Dataset entries:
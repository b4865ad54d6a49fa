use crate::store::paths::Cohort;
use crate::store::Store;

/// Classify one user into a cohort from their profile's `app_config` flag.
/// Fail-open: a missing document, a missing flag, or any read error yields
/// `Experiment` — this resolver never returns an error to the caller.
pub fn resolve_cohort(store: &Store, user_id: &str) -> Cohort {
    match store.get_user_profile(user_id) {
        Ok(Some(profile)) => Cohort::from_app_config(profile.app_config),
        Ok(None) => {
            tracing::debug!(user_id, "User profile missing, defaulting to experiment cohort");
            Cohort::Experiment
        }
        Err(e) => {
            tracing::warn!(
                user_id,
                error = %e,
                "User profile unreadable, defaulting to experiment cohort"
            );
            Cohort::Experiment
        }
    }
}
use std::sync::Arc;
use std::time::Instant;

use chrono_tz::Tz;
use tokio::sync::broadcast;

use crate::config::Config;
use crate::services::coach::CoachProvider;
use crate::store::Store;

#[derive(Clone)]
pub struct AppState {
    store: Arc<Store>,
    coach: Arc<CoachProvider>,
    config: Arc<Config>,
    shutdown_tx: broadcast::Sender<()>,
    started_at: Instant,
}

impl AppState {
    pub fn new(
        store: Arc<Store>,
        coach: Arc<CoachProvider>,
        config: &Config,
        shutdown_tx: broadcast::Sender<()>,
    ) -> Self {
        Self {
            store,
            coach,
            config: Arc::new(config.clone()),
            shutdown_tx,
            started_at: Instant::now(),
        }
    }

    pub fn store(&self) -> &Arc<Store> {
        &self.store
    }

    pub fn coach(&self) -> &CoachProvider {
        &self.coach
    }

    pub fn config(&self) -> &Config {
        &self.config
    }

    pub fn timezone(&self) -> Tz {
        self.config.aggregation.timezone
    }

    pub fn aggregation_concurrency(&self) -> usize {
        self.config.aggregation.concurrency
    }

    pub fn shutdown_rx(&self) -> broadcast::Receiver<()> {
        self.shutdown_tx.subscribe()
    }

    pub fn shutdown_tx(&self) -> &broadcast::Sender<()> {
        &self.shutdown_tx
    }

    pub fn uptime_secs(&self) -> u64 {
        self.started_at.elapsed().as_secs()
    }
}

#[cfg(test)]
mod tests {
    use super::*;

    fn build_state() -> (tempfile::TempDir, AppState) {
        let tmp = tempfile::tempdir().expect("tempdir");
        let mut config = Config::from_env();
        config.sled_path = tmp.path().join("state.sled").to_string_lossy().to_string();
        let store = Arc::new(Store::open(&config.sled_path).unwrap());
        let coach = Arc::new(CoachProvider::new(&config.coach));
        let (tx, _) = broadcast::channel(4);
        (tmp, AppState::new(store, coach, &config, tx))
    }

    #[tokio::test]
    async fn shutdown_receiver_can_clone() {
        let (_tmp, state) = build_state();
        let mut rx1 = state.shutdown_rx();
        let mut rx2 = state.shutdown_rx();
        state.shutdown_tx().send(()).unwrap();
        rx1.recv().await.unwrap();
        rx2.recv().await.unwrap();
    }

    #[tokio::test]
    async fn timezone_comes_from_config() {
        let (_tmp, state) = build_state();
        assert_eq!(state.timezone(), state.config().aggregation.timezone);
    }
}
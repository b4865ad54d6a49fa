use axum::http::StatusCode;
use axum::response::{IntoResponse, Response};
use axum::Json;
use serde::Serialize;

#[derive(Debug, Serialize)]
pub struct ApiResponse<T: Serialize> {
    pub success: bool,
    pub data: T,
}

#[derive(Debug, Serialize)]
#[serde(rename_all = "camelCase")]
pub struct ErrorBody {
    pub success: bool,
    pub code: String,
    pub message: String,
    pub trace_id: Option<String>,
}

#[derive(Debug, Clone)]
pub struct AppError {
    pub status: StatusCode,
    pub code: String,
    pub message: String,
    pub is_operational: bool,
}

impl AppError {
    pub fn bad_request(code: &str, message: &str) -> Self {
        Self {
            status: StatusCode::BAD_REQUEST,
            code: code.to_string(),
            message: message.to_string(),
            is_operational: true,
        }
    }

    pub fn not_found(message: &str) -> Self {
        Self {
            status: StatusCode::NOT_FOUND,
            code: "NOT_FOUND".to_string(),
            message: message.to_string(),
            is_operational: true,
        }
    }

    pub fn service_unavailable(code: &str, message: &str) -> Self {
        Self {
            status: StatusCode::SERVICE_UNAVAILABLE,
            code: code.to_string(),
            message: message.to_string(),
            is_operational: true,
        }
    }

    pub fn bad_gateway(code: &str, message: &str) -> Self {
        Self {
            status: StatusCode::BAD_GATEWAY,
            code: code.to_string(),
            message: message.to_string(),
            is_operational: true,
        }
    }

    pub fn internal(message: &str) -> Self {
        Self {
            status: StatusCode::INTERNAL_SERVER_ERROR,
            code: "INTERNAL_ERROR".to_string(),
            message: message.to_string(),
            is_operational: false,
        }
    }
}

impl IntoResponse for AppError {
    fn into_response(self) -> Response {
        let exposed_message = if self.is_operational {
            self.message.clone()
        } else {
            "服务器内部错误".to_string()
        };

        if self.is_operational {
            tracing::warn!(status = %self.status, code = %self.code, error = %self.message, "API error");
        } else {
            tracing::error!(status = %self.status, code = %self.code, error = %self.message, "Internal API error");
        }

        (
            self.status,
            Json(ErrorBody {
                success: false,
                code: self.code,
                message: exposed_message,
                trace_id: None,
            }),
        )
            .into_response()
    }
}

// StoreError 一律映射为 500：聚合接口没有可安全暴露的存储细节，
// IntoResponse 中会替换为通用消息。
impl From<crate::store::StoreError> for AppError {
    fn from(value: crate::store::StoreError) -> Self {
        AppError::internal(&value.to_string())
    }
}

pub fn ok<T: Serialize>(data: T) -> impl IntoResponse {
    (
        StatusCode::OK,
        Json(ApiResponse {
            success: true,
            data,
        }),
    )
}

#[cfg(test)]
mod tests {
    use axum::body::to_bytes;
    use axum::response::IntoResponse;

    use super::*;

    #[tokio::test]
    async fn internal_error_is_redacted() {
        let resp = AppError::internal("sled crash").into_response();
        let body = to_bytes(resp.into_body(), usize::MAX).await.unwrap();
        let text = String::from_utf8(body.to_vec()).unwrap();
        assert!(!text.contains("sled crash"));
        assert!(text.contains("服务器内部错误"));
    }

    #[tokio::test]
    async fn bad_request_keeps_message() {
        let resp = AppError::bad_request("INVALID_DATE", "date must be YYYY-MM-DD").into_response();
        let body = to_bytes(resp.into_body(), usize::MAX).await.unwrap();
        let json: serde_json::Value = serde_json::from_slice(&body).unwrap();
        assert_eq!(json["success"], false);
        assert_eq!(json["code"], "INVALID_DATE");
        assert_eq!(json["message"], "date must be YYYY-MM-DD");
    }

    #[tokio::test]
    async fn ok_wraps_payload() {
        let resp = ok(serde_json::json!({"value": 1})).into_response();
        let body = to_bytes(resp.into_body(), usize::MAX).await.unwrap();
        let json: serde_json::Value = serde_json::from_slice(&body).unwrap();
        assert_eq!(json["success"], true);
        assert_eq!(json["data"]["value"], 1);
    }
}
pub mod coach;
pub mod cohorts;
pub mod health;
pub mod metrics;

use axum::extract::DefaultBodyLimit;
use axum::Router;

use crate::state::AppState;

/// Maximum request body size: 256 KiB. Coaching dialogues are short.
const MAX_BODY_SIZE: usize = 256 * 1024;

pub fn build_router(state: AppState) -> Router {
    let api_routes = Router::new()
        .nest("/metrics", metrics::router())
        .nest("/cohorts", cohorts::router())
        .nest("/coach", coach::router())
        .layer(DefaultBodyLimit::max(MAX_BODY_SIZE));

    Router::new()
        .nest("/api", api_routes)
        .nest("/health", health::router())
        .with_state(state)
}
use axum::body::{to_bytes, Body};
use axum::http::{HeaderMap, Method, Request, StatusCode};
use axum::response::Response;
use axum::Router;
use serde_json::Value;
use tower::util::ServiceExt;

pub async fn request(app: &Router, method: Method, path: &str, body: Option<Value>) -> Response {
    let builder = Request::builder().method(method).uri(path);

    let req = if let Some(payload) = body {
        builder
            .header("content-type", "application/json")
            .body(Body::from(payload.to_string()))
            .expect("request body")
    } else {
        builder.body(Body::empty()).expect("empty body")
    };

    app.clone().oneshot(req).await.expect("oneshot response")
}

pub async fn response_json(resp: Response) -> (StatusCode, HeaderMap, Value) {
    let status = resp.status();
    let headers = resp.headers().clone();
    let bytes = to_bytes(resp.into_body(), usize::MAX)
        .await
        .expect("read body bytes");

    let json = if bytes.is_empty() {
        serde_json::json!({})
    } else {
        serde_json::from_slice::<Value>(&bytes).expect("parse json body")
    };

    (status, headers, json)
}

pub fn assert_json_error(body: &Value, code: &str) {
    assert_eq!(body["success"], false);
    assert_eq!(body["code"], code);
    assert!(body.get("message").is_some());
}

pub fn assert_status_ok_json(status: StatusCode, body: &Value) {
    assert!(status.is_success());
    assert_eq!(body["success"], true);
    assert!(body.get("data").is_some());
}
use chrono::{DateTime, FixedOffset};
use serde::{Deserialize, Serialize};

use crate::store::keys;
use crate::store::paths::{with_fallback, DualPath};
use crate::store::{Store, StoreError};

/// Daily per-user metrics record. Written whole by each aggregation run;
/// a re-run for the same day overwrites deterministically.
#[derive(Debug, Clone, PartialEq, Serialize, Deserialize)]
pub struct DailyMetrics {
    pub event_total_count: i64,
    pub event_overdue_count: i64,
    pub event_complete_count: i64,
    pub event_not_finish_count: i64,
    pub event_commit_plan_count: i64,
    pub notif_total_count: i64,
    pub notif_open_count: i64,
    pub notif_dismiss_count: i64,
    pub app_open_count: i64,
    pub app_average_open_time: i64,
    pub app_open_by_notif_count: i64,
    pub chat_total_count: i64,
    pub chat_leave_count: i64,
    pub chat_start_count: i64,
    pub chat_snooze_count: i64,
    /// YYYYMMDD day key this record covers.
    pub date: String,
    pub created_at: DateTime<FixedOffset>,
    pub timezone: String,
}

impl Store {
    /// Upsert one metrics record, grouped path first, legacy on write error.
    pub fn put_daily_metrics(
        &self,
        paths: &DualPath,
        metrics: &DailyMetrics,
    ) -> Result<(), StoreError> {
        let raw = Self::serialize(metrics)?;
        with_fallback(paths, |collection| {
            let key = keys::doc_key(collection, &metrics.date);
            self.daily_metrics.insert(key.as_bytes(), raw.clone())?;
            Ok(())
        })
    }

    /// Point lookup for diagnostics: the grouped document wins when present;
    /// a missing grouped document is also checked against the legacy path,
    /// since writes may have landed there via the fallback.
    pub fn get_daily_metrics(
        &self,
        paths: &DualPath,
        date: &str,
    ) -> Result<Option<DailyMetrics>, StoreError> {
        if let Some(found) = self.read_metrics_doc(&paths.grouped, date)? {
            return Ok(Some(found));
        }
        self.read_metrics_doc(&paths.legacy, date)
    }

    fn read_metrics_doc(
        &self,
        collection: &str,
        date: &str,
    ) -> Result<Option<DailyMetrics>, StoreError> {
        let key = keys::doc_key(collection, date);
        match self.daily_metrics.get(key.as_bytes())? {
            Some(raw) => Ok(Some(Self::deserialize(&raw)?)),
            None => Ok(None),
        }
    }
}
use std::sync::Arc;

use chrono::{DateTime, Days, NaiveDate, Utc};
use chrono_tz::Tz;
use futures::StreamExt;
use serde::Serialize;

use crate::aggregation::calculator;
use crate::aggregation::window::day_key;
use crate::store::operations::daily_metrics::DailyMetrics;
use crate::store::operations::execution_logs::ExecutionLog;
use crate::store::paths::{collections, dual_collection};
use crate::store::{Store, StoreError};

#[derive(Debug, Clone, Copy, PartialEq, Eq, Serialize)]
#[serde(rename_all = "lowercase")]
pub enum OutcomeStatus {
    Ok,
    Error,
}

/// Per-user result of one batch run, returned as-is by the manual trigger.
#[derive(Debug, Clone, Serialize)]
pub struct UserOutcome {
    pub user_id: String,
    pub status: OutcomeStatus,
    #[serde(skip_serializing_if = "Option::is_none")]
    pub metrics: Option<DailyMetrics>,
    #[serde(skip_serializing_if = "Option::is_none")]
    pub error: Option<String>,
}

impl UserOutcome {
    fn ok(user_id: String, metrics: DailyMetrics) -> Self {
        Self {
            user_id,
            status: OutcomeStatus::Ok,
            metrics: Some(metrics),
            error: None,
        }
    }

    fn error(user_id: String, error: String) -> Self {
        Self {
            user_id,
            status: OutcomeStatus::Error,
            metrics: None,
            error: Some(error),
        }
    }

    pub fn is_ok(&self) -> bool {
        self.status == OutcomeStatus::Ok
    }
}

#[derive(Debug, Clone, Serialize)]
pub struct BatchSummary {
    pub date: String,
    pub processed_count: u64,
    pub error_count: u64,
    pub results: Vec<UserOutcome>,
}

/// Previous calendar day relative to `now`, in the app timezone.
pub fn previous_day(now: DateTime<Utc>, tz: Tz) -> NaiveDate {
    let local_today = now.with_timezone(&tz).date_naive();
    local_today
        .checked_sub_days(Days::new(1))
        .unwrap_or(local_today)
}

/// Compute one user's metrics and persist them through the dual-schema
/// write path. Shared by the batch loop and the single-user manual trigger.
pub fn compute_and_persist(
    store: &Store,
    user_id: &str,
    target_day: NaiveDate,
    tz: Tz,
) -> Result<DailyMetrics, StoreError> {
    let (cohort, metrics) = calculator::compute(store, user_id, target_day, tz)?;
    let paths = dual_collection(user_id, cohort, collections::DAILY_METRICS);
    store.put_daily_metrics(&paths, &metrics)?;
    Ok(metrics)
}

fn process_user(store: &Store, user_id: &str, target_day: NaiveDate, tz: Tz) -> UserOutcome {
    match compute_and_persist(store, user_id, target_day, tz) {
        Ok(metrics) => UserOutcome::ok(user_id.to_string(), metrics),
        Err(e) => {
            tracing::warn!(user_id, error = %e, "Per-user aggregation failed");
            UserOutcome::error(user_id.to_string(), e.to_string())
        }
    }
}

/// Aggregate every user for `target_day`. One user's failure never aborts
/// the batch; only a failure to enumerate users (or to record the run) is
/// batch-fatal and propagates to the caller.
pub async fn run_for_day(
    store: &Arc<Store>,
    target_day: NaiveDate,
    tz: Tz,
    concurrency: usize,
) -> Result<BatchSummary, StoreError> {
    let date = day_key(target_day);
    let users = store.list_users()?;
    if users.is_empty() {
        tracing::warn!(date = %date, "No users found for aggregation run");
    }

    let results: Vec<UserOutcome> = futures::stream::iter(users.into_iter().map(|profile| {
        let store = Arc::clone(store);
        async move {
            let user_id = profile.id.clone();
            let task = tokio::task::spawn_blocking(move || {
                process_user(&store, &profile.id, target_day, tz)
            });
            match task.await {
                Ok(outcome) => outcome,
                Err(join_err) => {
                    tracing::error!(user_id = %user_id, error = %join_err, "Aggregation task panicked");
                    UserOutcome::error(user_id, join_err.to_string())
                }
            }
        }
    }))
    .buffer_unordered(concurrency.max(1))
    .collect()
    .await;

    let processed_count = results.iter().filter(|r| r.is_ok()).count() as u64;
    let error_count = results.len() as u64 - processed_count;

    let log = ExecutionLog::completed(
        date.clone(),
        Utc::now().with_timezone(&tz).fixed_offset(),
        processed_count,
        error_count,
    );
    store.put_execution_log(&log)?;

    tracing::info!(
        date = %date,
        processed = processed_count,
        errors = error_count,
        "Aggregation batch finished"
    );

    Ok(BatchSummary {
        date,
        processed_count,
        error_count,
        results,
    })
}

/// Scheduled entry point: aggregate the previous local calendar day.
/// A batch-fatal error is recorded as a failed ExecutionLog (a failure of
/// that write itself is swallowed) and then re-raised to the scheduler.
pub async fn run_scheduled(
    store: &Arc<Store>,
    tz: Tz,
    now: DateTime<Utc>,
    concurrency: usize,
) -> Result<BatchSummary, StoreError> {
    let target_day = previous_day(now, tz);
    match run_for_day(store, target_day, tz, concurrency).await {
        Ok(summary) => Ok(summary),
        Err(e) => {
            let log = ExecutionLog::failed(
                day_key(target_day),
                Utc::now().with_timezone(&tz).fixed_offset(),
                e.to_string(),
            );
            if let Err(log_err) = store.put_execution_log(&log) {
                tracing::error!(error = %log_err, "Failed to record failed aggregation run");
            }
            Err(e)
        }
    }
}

WHAT TO WORK ON. Your answer must consist only of the lines from the start of the records above through the line with "error to the caller.", each retyped exactly.

RESPONSE AREA.
repository b4865ad54d6a49fa
use crate::store::paths::Cohort;
use crate::store::Store;

/// Classify one user into a cohort from their profile's `app_config` flag.
/// Fail-open: a missing document, a missing flag, or any read error yields
/// `Experiment` — this resolver never returns an error to the caller.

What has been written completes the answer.